Source records
——————————

//! Shared IR value types: qualified names, canonical type names, object
//! identity, and the kind-ordering table used for deterministic output.

use std::fmt;

/// Schema-qualified name. After normalization `schema` is always `Some` —
/// the Normalizer assigns the configured default schema to every
/// unqualified reference (mirrors the teacher's `normalize_schemas`).
#[derive(Debug, Clone, PartialEq, Eq, Hash, PartialOrd, Ord)]
pub struct QualifiedName {
    pub schema: Option<String>,
    pub name: String,
}

impl QualifiedName {
    pub fn unqualified(name: impl Into<String>) -> Self {
        Self {
            schema: None,
            name: name.into(),
        }
    }

    pub fn qualified(schema: impl Into<String>, name: impl Into<String>) -> Self {
        Self {
            schema: Some(schema.into()),
            name: name.into(),
        }
    }

    /// Assign `default_schema` if no schema is set. Idempotent.
    pub fn set_default_schema(&mut self, default_schema: &str) {
        if self.schema.is_none() {
            self.schema = Some(default_schema.to_string());
        }
    }

    /// Key used for equality/lookup across IRs. Requires normalization to
    /// have run (schema must be set) to compare meaningfully.
    pub fn catalog_key(&self) -> String {
        match &self.schema {
            Some(s) => format!("{s}.{}", self.name),
            None => self.name.clone(),
        }
    }

    /// Render with the qualifier dropped when it equals `target_schema`
    /// (the Formatter's implicit-qualification policy, §3.3 / §4.5).
    pub fn display_in(&self, target_schema: &str) -> String {
        match &self.schema {
            Some(s) if s == target_schema => self.name.clone(),
            Some(s) => format!("{s}.{}", self.name),
            None => self.name.clone(),
        }
    }
}

impl fmt::Display for QualifiedName {
    fn fmt(&self, f: &mut fmt::Formatter<'_>) -> fmt::Result {
        match &self.schema {
            Some(s) => write!(f, "{s}.{}", self.name),
            None => write!(f, "{}", self.name),
        }
    }
}

/// A canonicalized SQL type name with its modifiers, e.g. `numeric(10,2)`
/// or `vector(1536)`. Canonicalization (alias resolution) happens in the
/// Normalizer; modifiers are preserved exactly (§3.3).
#[derive(Debug, Clone, PartialEq, Eq, Hash)]
pub struct TypeName {
    /// Canonical base type name, lowercased: "integer", "character varying", …
    pub name: String,
    pub modifiers: Vec<i64>,
    /// Array dimensionality (`integer[]` => 1, `integer[][]` => 2, …). Zero
    /// for non-array types.
    pub array_dims: u8,
}

impl TypeName {
    pub fn simple(name: impl Into<String>) -> Self {
        Self {
            name: name.into().to_lowercase(),
            modifiers: vec![],
            array_dims: 0,
        }
    }

    pub fn with_modifiers(name: impl Into<String>, modifiers: Vec<i64>) -> Self {
        Self {
            name: name.into().to_lowercase(),
            modifiers,
            array_dims: 0,
        }
    }

    pub fn array_of(mut self, dims: u8) -> Self {
        self.array_dims = dims;
        self
    }
}

impl fmt::Display for TypeName {
    fn fmt(&self, f: &mut fmt::Formatter<'_>) -> fmt::Result {
        write!(f, "{}", self.name)?;
        if !self.modifiers.is_empty() {
            let mods: Vec<String> = self.modifiers.iter().map(|m| m.to_string()).collect();
            write!(f, "({})", mods.join(","))?;
        }
        for _ in 0..self.array_dims {
            write!(f, "[]")?;
        }
        Ok(())
    }
}

/// Every object kind the planner reasons about, in the stable `kind_rank`
/// order from §4.4: used both to order sibling creates and — reversed — to
/// order sibling drops within one topological layer.
#[derive(Debug, Clone, Copy, PartialEq, Eq, PartialOrd, Ord, Hash)]
pub enum ObjectKind {
    Schema,
    Extension,
    Type,
    Domain,
    Sequence,
    Table,
    Index,
    Constraint,
    Function,
    Procedure,
    View,
    MaterializedView,
    Trigger,
    Policy,
    Privilege,
    DefaultPrivilege,
    Comment,
}

impl ObjectKind {
    pub const CREATE_ORDER: [ObjectKind; 17] = [
        ObjectKind::Schema,
        ObjectKind::Extension,
        ObjectKind::Type,
        ObjectKind::Domain,
        ObjectKind::Sequence,
        ObjectKind::Table,
        ObjectKind::Index,
        ObjectKind::Constraint,
        ObjectKind::Function,
        ObjectKind::Procedure,
        ObjectKind::View,
        ObjectKind::MaterializedView,
        ObjectKind::Trigger,
        ObjectKind::Policy,
        ObjectKind::Privilege,
        ObjectKind::DefaultPrivilege,
        ObjectKind::Comment,
    ];

    /// Position in the creation order; drops use `u8::MAX - rank` so that a
    /// simple ascending sort reverses the kind order for drop nodes.
    pub fn rank(&self) -> u8 {
        Self::CREATE_ORDER
            .iter()
            .position(|k| k == self)
            .expect("CREATE_ORDER covers every ObjectKind") as u8
    }

    pub fn label(&self) -> &'static str {
        match self {
            ObjectKind::Schema => "SCHEMA",
            ObjectKind::Extension => "EXTENSION",
            ObjectKind::Type => "TYPE",
            ObjectKind::Domain => "DOMAIN",
            ObjectKind::Sequence => "SEQUENCE",
            ObjectKind::Table => "TABLE",
            ObjectKind::Index => "INDEX",
            ObjectKind::Constraint => "CONSTRAINT",
            ObjectKind::Function => "FUNCTION",
            ObjectKind::Procedure => "PROCEDURE",
            ObjectKind::View => "VIEW",
            ObjectKind::MaterializedView => "MATERIALIZED VIEW",
            ObjectKind::Trigger => "TRIGGER",
            ObjectKind::Policy => "POLICY",
            ObjectKind::Privilege => "PRIVILEGE",
            ObjectKind::DefaultPrivilege => "DEFAULT PRIVILEGE",
            ObjectKind::Comment => "COMMENT",
        }
    }
}

/// Stable identity for any object the dependency graph or error reporting
/// needs to name. `qualifier` holds owner context that isn't part of the
/// bare name — e.g. a constraint's owning table, a trigger's owning table,
/// or a function's argument-type signature suffix for overloads.
#[derive(Debug, Clone, PartialEq, Eq, Hash)]
pub struct ObjectRef {
    pub kind: ObjectKind,
    pub schema: String,
    pub name: String,
    pub qualifier: Option<String>,
}

impl ObjectRef {
    pub fn new(kind: ObjectKind, schema: impl Into<String>, name: impl Into<String>) -> Self {
        Self {
            kind,
            schema: schema.into(),
            name: name.into(),
            qualifier: None,
        }
    }

    pub fn with_qualifier(mut self, qualifier: impl Into<String>) -> Self {
        self.qualifier = Some(qualifier.into());
        self
    }
}

impl fmt::Display for ObjectRef {
    fn fmt(&self, f: &mut fmt::Formatter<'_>) -> fmt::Result {
        match &self.qualifier {
            Some(q) => write!(f, "{} {}.{} on {}", self.kind.label(), self.schema, self.name, q),
            None => write!(f, "{} {}.{}", self.kind.label(), self.schema, self.name),
        }
    }
}

#[cfg(test)]
mod tests {
    use super::*;

    #[test]
    fn qualified_name_display_in_drops_matching_schema() {
        let q = QualifiedName::qualified("public", "orders");
        assert_eq!(q.display_in("public"), "orders");
        assert_eq!(q.display_in("other"), "public.orders");
    }

    #[test]
    fn set_default_schema_is_idempotent() {
        let mut q = QualifiedName::unqualified("orders");
        q.set_default_schema("public");
        q.set_default_schema("ignored");
        assert_eq!(q.schema.as_deref(), Some("public"));
    }

    #[test]
    fn kind_rank_matches_spec_order() {
        assert!(ObjectKind::Schema.rank() < ObjectKind::Table.rank());
        assert!(ObjectKind::Table.rank() < ObjectKind::Index.rank());
        assert!(ObjectKind::Index.rank() < ObjectKind::Constraint.rank());
        assert!(ObjectKind::View.rank() < ObjectKind::MaterializedView.rank());
        assert!(ObjectKind::Policy.rank() < ObjectKind::Privilege.rank());
    }

    #[test]
    fn type_name_display_renders_modifiers_and_arrays() {
        let t = TypeName::with_modifiers("numeric", vec![10, 2]).array_of(1);
        assert_eq!(t.to_string(), "numeric(10,2)[]");
    }
}
//! Orchestration (§4, §7) — wires the five pipeline stages together and is
//! the crate's one public entry point besides the IR types themselves.
//!
//! `plan()` mirrors the teacher's `Linter::run` shape: validate
//! configuration up front, run each stage in sequence, and turn the first
//! error from any stage into the caller's result rather than trying to
//! produce a partial script.

use crate::config::PlannerConfig;
use crate::differ;
use crate::emit;
use crate::error::{PlanError, PlanResult};
use crate::format;
use crate::graph;
use crate::ignore::IgnoreFile;
use crate::ir::{Ir, ObjectKind, ObjectRef};
use crate::normalize;
use crate::tracer::{PlanTracer, SilentTracer};

/// Everything a caller gets back from one `plan()` run: the rendered
/// script plus the change-set it was built from, for callers that want to
/// inspect or log individual decisions rather than just the final text.
#[derive(Debug, Clone, PartialEq)]
pub struct PlanOutput {
    pub script: String,
    pub changes: Vec<crate::change::ChangeRecord>,
}

/// Compute a migration plan from `old` to `new` (§1). `ignore` filters both
/// snapshots identically before the differ ever sees them (§6.4); pass
/// [`IgnoreFile::default`] for no filtering. `tracer` receives diagnostic
/// events from every stage; pass `&SilentTracer` when none are wanted.
pub fn plan(old: Ir, new: Ir, config: &PlannerConfig, ignore: &IgnoreFile, tracer: &dyn PlanTracer) -> PlanResult<PlanOutput> {
    config
        .validate()
        .map_err(|_| PlanError::PolicyConflict)?;

    let mut old = normalize::normalize(old, &config.target_schema)?;
    let mut new = normalize::normalize(new, &config.target_schema)?;

    ignore.apply(&mut old);
    ignore.apply(&mut new);

    validate_references(&new)?;

    let changes = differ::diff(&old, &new);
    let changes = emit::expand_for_online(changes, &new, config);
    let changes = graph::order(changes, &old, &new, tracer)?;
    let statements = emit::render(changes.clone(), &old, &new, config)?;
    let script = format::render_script(&statements, config);

    Ok(PlanOutput { script, changes })
}

/// Convenience entry point for callers with no interest in tracing.
pub fn plan_silent(old: Ir, new: Ir, config: &PlannerConfig, ignore: &IgnoreFile) -> PlanResult<PlanOutput> {
    plan(old, new, config, ignore, &SilentTracer)
}

/// §4.1: every "hard" cross-object reference in `ir` must resolve to
/// something `ir` itself defines, or be declared external. Routine bodies
/// are exempt (§4.4 doc comment on `graph::order` — Postgres itself does
/// not resolve them at `CREATE FUNCTION` time, so the graph treats a
/// dangling body reference as absent rather than an error).
fn validate_references(ir: &Ir) -> PlanResult<()> {
    for table in ir.tables.values() {
        for constraint in &table.constraints {
            if let crate::ir::ConstraintKind::ForeignKey { ref_table, .. } = &constraint.kind {
                let key = ref_table.catalog_key();
                if !ir.resolves(&key) {
                    return Err(PlanError::ReferenceResolution {
                        object: ObjectRef::new(ObjectKind::Table, &table.name.schema.clone().unwrap_or_default(), &table.name.name),
                        unresolved_name: key,
                    });
                }
            }
        }
        for trigger in &table.triggers {
            let key = trigger.function.catalog_key();
            if !ir.resolves(&key) {
                return Err(PlanError::ReferenceResolution {
                    object: ObjectRef::new(ObjectKind::Trigger, &table.name.schema.clone().unwrap_or_default(), &trigger.name),
                    unresolved_name: key,
                });
            }
        }
    }

    for view in ir.views.values() {
        for reference in &view.definition.referenced_objects {
            let key = reference.catalog_key();
            if !ir.resolves(&key) {
                return Err(PlanError::ReferenceResolution {
                    object: ObjectRef::new(ObjectKind::View, &view.name.schema.clone().unwrap_or_default(), &view.name.name),
                    unresolved_name: key,
                });
            }
        }
    }

    for mv in ir.materialized_views.values() {
        for reference in &mv.definition.referenced_objects {
            let key = reference.catalog_key();
            if !ir.resolves(&key) {
                return Err(PlanError::ReferenceResolution {
                    object: ObjectRef::new(ObjectKind::MaterializedView, &mv.name.schema.clone().unwrap_or_default(), &mv.name.name),
                    unresolved_name: key,
                });
            }
        }
    }

    for sequence in ir.sequences.values() {
        if let Some((table, _column)) = &sequence.owned_by {
            let key = table.catalog_key();
            if !ir.resolves(&key) {
                return Err(PlanError::ReferenceResolution {
                    object: ObjectRef::new(ObjectKind::Sequence, &sequence.name.schema.clone().unwrap_or_default(), &sequence.name.name),
                    unresolved_name: key,
                });
            }
        }
    }

    Ok(())
}

#[cfg(test)]
mod tests {
    use super::*;
    use crate::ir::builder::IrBuilder;

    #[test]
    fn plan_rejects_online_with_transactional() {
        let old = Ir::new();
        let new = Ir::new();
        let config = PlannerConfig {
            online: true,
            transactional: true,
            ..PlannerConfig::default()
        };
        let result = plan_silent(old, new, &config, &IgnoreFile::new());
        assert!(matches!(result, Err(PlanError::PolicyConflict)));
    }

    #[test]
    fn plan_rejects_dangling_foreign_key() {
        let old = Ir::new();
        let new = IrBuilder::new()
            .table("public", "orders", |t| {
                t.column("id", "integer", false)
                    .column("customer_id", "integer", false)
                    .pk(&["id"])
                    .fk("fk_customer", &["customer_id"], "public", "customers", &["id"]);
            })
            .build();
        let result = plan_silent(old, new, &PlannerConfig::default(), &IgnoreFile::new());
        assert!(matches!(result, Err(PlanError::ReferenceResolution { .. })));
    }

    #[test]
    fn plan_creates_new_table_end_to_end() {
        let old = Ir::new();
        let new = IrBuilder::new()
            .table("public", "orders", |t| {
                t.column("id", "integer", false).pk(&["id"]);
            })
            .build();
        let output = plan_silent(old, new, &PlannerConfig::default(), &IgnoreFile::new()).unwrap();
        assert!(output.script.contains("CREATE TABLE orders"));
        assert!(output.script.contains("ADD CONSTRAINT"));
    }

    #[test]
    fn plan_is_idempotent_on_equal_snapshots() {
        let ir = IrBuilder::new()
            .table("public", "orders", |t| {
                t.column("id", "integer", false).pk(&["id"]);
            })
            .build();
        let output = plan_silent(ir.clone(), ir, &PlannerConfig::default(), &IgnoreFile::new()).unwrap();
        assert!(output.changes.is_empty());
    }
}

——————————

#### [PROBLEM DESCRIPTION]
Copy each line in the entries above where the word "Index" shows up.

#### [RESULT OF THE TASK]
    Index,
        ObjectKind::Index,
            ObjectKind::Index => "INDEX",
        assert!(ObjectKind::Table.rank() < ObjectKind::Index.rank());
        assert!(ObjectKind::Index.rank() < ObjectKind::Constraint.rank());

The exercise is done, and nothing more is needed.